### EXERCISE REQUIREMENTS
One line at a time, check the entries below for the word "Debug", and copy each line that has it.

######

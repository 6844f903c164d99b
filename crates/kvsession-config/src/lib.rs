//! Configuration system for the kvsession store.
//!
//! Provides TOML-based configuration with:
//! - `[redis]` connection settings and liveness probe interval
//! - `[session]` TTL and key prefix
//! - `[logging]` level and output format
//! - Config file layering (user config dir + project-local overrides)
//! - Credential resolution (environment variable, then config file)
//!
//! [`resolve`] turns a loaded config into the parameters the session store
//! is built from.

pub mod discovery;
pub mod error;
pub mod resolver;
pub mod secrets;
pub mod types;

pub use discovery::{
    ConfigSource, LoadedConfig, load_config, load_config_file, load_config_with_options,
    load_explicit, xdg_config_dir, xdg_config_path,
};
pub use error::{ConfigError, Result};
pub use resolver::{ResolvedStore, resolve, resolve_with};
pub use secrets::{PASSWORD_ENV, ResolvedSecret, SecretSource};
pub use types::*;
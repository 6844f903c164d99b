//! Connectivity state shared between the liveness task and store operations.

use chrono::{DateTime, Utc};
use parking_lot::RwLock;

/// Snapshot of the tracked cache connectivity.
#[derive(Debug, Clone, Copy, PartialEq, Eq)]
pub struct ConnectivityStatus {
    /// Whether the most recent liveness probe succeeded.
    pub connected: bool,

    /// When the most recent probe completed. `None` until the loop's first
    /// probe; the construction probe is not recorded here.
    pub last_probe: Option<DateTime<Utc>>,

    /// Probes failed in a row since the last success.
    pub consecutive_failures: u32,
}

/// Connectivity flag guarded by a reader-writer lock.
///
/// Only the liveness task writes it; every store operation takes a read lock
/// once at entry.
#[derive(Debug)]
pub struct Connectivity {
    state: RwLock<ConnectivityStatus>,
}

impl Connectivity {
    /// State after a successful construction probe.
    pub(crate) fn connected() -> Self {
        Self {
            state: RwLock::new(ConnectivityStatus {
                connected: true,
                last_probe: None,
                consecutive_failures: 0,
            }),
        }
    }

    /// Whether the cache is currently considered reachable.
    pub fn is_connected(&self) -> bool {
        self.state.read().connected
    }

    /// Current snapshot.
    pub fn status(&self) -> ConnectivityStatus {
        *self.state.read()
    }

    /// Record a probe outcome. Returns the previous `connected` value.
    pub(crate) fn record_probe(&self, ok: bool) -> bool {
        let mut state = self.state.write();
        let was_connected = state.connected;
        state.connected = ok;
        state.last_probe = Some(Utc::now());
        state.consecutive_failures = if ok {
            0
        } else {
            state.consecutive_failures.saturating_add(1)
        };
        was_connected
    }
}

######

### RESULT OF THE EXERCISE
#[derive(Debug, Clone, Copy, PartialEq, Eq)]
#[derive(Debug)]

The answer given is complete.